In assessing the realization of deferred tax assets, management considers whether it is more likely than not that some portion or all of the deferred
tax assets will not be realized. The ultimate realization of deferred tax assets is dependent upon future generation for taxable income during the periods in
which temporary differences representing net future deductible amounts become deductible. Management considers the scheduled reversal of deferred tax
liabilities, projected future taxable income and tax planning strategies in making this assessment. After consideration of all the information available,
management believes that significant uncertainty exists with respect to future realization of the deferred tax assets and has therefore established a full
valuation allowance.
On December 22, 2017, the U.S. government enacted comprehensive tax legislation commonly referred to as the Tax Cuts and Jobs Act (the “Tax
Act”). The Tax Act made broad and significant changes to the U.S. tax code including, but not limited to, a change in the federal rate from 34% to 21%. As a
result of the enactment of the legislation, the Company recorded a one-time reduction to its deferred tax assets of approximately $34.4 million, which was
offset by a reduction in the valuation allowance.
When a U.S. federal tax rate change occurs during a fiscal year, taxpayers are required to compute a weighted daily average rate for the fiscal year of
enactment. As a result of the Tax Act, Advaxis has calculated a blended U.S. federal statutory corporate income tax rate of approximately 23% for the year
ended October 31, 2018 and applied this rate in computing the income tax provision for year ending October 31, 2018. The blended U.S. federal statutory
corporate income tax rate of 23% is the weighted daily average rate between the pre-enactment U.S. federal statutory tax rate of 34% applicable to the
Company’s 2018 fiscal year prior to the Effective Date and the post-enactment U.S. federal statutory tax rate of 21% applicable to the 2018 fiscal year
thereafter. Advaxis expects the U.S. federal statutory rate to be 21% for fiscal years beginning after October 31, 2018.

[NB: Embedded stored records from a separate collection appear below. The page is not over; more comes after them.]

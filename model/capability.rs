//! Capabilities a trained classifier may offer.
//!
//! Classification is mandatory. Introspection of the expected input and
//! class probabilities are optional, and callers ask for them through
//! `Model::schema` and `Model::probabilistic` instead of probing a concrete type.

use crate::features::FeatureVector;
use crate::model::artifact::ModelError;

pub trait Classifier {
    /// Raw class label for one row. Binary models answer 0 or 1.
    fn predict(&self, features: &FeatureVector) -> Result<f64, ModelError>;
}

pub trait SchemaProvider {
    /// Ordered column names the model was fitted on, if it kept them.
    fn named_features(&self) -> Option<&[String]>;

    /// Input width, if known.
    fn feature_count(&self) -> Option<usize>;
}

pub trait Probabilistic {
    /// `[P(negative), P(positive)]` for one row.
    fn predict_proba(&self, features: &FeatureVector) -> Result<[f64; 2], ModelError>;
}

pub trait Model: Classifier {
    /// Short estimator name for diagnostics.
    fn kind(&self) -> &'static str;

    fn schema(&self) -> Option<&dyn SchemaProvider> {
        None
    }

    fn probabilistic(&self) -> Option<&dyn Probabilistic> {
        None
    }
}
//! # Clinical Risk Assessment
//!
//! A model verdict alone is a probability. Downstream consumers want a risk
//! band, a short list of plain-language insights, and a safety net for cases
//! the model is known to under-call: a clinical model fed survey data has no
//! HbA1c and only an estimated glucose, so values already in the diagnostic
//! range must raise the band regardless of what the model says.
//!
//! Thresholds follow the ADA diagnostic criteria:
//! - Diabetes range: HbA1c ≥ 6.5 % or glucose ≥ 200 mg/dL.
//! - Prediabetes range: HbA1c ≥ 5.7 % or glucose ≥ 140 mg/dL.

use crate::driver::Verdict;
use crate::record::RawRecord;
use serde::Serialize;
use std::fmt;

const HIGH_PROBABILITY: f64 = 0.6;
const MODERATE_PROBABILITY: f64 = 0.2;

const DIABETIC_HBA1C: f64 = 6.5;
const DIABETIC_GLUCOSE: f64 = 200.0;
const PREDIABETIC_HBA1C: f64 = 5.7;
const PREDIABETIC_GLUCOSE: f64 = 140.0;

const OBESE_BMI: f64 = 30.0;
const OVERWEIGHT_BMI: f64 = 25.0;
const HYPERTENSIVE_SYSTOLIC: f64 = 130.0;

/// Minimum displayed score for each band when the model score is lower.
const HIGH_DISPLAY_FLOOR: (u8, u8) = (60, 85);
const MODERATE_DISPLAY_FLOOR: (u8, u8) = (20, 45);

#[derive(Debug, Clone, Copy, PartialEq, Eq, PartialOrd, Ord, Serialize)]
pub enum RiskLevel {
    Low,
    Moderate,
    High,
}

impl RiskLevel {
    pub fn from_probability(probability: f64) -> Self {
        if probability >= HIGH_PROBABILITY {
            RiskLevel::High
        } else if probability >= MODERATE_PROBABILITY {
            RiskLevel::Moderate
        } else {
            RiskLevel::Low
        }
    }
}

impl fmt::Display for RiskLevel {
    fn fmt(&self, f: &mut fmt::Formatter<'_>) -> fmt::Result {
        f.write_str(match self {
            RiskLevel::Low => "Low",
            RiskLevel::Moderate => "Moderate",
            RiskLevel::High => "High",
        })
    }
}

#[derive(Debug, Clone, PartialEq, Serialize)]
#[serde(rename_all = "camelCase")]
pub struct Assessment {
    pub risk_level: RiskLevel,
    pub clinical_override: bool,
    pub insights: Vec<String>,
    pub display_score: u8,
    pub message: String,
}

/// The handful of measurements the guidelines look at, read leniently.
struct Markers {
    glucose: f64,
    hba1c: f64,
    bmi: f64,
    high_blood_pressure: bool,
}

impl Markers {
    fn from_record(record: &RawRecord) -> Self {
        let nonzero = |key: &str| record.number(key).filter(|v| *v != 0.0);
        let glucose = nonzero("glucose")
            .or_else(|| nonzero("bloodGlucoseEstimated"))
            .unwrap_or(0.0);
        let high_blood_pressure = record.code("highBP") == Some(1)
            || record
                .number("bloodPressure")
                .is_some_and(|bp| bp > HYPERTENSIVE_SYSTOLIC);
        Self {
            glucose,
            hba1c: record.number("hba1cEstimated").unwrap_or(0.0),
            bmi: record.number("bmi").unwrap_or(0.0),
            high_blood_pressure,
        }
    }
}

/// Bands the verdict, applies guideline overrides, and collects insights.
pub fn assess(record: &RawRecord, verdict: &Verdict) -> Assessment {
    let markers = Markers::from_record(record);
    let mut level = RiskLevel::from_probability(verdict.probability);
    let mut clinical_override = false;

    if markers.hba1c >= DIABETIC_HBA1C || markers.glucose >= DIABETIC_GLUCOSE {
        level = RiskLevel::High;
        clinical_override = true;
    } else if markers.hba1c >= PREDIABETIC_HBA1C || markers.glucose >= PREDIABETIC_GLUCOSE {
        level = level.max(RiskLevel::Moderate);
        clinical_override = true;
    }
    if clinical_override {
        log::info!("Risk level raised to {level} by clinical guideline thresholds");
    }

    let mut insights = Vec::new();
    if clinical_override {
        insights.push("Risk level elevated based on clinical guidelines (HbA1c/Glucose).".to_string());
    } else if level == RiskLevel::High {
        insights.push(
            "Your calculated risk is High based on ML factors. Please consult a healthcare provider."
                .to_string(),
        );
    }
    if markers.glucose > PREDIABETIC_GLUCOSE {
        insights.push(format!(
            "Glucose level ({:.1}) appears elevated.",
            markers.glucose
        ));
    }
    if markers.hba1c > PREDIABETIC_HBA1C {
        insights.push(format!(
            "HbA1c level ({:.1}%) is above normal.",
            markers.hba1c
        ));
    }
    if markers.bmi > OBESE_BMI {
        insights.push("BMI indicates obesity. Weight management reduces risk.".to_string());
    } else if markers.bmi > OVERWEIGHT_BMI {
        insights.push("BMI indicates overweight.".to_string());
    }
    if markers.high_blood_pressure {
        insights.push("High blood pressure is a contributing risk factor.".to_string());
    }
    if insights.is_empty() && level == RiskLevel::Low {
        insights.push("Great job! Your metrics indicate a healthy profile.".to_string());
    }

    Assessment {
        risk_level: level,
        clinical_override,
        insights,
        display_score: display_score(level, verdict.risk_score),
        message: verdict_message(verdict.prediction).to_string(),
    }
}

fn verdict_message(prediction: u8) -> &'static str {
    if prediction == 1 {
        "Prediction indicates potential risk."
    } else {
        "Prediction indicates low risk."
    }
}

/// Keeps the displayed score consistent with the band.
fn display_score(level: RiskLevel, score: u8) -> u8 {
    let floor = match level {
        RiskLevel::High => Some(HIGH_DISPLAY_FLOOR),
        RiskLevel::Moderate => Some(MODERATE_DISPLAY_FLOOR),
        RiskLevel::Low => None,
    };
    match floor {
        Some((minimum, replacement)) if score < minimum => replacement,
        _ => score,
    }
}
//! Job types for the queue.

use std::path::PathBuf;

use chrono::{DateTime, Utc};
use serde::{Deserialize, Serialize};
use vidpipe_models::{JobId, UploadedFile};

use crate::error::{QueueError, QueueResult};

/// Task type for upload jobs.
pub const UPLOAD_FILE_TASK: &str = "upload-file";

/// Transcode a stored upload and push the result to object storage.
#[derive(Debug, Clone, PartialEq, Serialize, Deserialize)]
pub struct UploadFileJob {
    /// Unique job ID
    pub job_id: JobId,
    /// The upload as written to local disk
    pub file: UploadedFile,
    pub enqueued_at: DateTime<Utc>,
}

impl UploadFileJob {
    pub fn new(file: UploadedFile) -> Self {
        Self {
            job_id: JobId::new(),
            file,
            enqueued_at: Utc::now(),
        }
    }

    /// Local input path.
    pub fn source_path(&self) -> PathBuf {
        self.file.local_path()
    }
}

/// Every job the queue carries.
#[derive(Debug, Clone, PartialEq)]
pub enum QueueJob {
    UploadFile(UploadFileJob),
}

impl QueueJob {
    pub fn job_id(&self) -> &JobId {
        match self {
            QueueJob::UploadFile(j) => &j.job_id,
        }
    }

    /// Value of the stream's `task` field.
    pub fn task_name(&self) -> &'static str {
        match self {
            QueueJob::UploadFile(_) => UPLOAD_FILE_TASK,
        }
    }

    /// Value of the stream's `job` field.
    pub fn payload(&self) -> QueueResult<String> {
        let payload = match self {
            QueueJob::UploadFile(j) => serde_json::to_string(j)?,
        };
        Ok(payload)
    }

    /// Rebuild a job from its `task` and `job` fields.
    pub fn decode(task: &str, payload: &str) -> QueueResult<Self> {
        match task {
            UPLOAD_FILE_TASK => serde_json::from_str(payload)
                .map(QueueJob::UploadFile)
                .map_err(|e| QueueError::malformed(format!("{} payload: {}", task, e))),
            other => Err(QueueError::malformed(format!("unknown task type `{}`", other))),
        }
    }
}

impl From<UploadFileJob> for QueueJob {
    fn from(job: UploadFileJob) -> Self {
        QueueJob::UploadFile(job)
    }
}

/// A job handed to a consumer, with its broker bookkeeping.
#[derive(Debug, Clone, PartialEq)]
pub struct Delivery {
    /// Broker message id, used to ack, renew, retry or dead-letter
    pub message_id: String,
    pub job: QueueJob,
    /// 1 on first delivery, incremented for each scheduled retry
    pub attempt: u32,
}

The Company evaluated the provisions of ASC 740 related to the accounting for uncertainty in income taxes recognized in an enterprise’s financial
statements. ASC 740 prescribes a comprehensive model for how a company should recognize, present, and disclose uncertain positions that the company has
taken or expects to take in its tax return. For those benefits to be recognized, a tax position must be more-likely-than-not to be sustained upon examination by
taxing authorities. Differences between tax positions taken or expected to be taken in a tax return and the net benefit recognized and measured pursuant to the
interpretation are referred to as “unrecognized benefits.” A liability is recognized (or amount of net operating loss carry forward or amount of tax refundable
is reduced) for unrecognized tax benefit because it represents an enterprise’s potential future obligation to the taxing authority for a tax position that was not
recognized as a result of applying the provisions of ASC 740.
If applicable, interest costs related to the unrecognized tax benefits are required to be calculated and would be classified as other expense in the
statement of operations. Penalties would be recognized as a component of general and administrative expenses in the statement of operations.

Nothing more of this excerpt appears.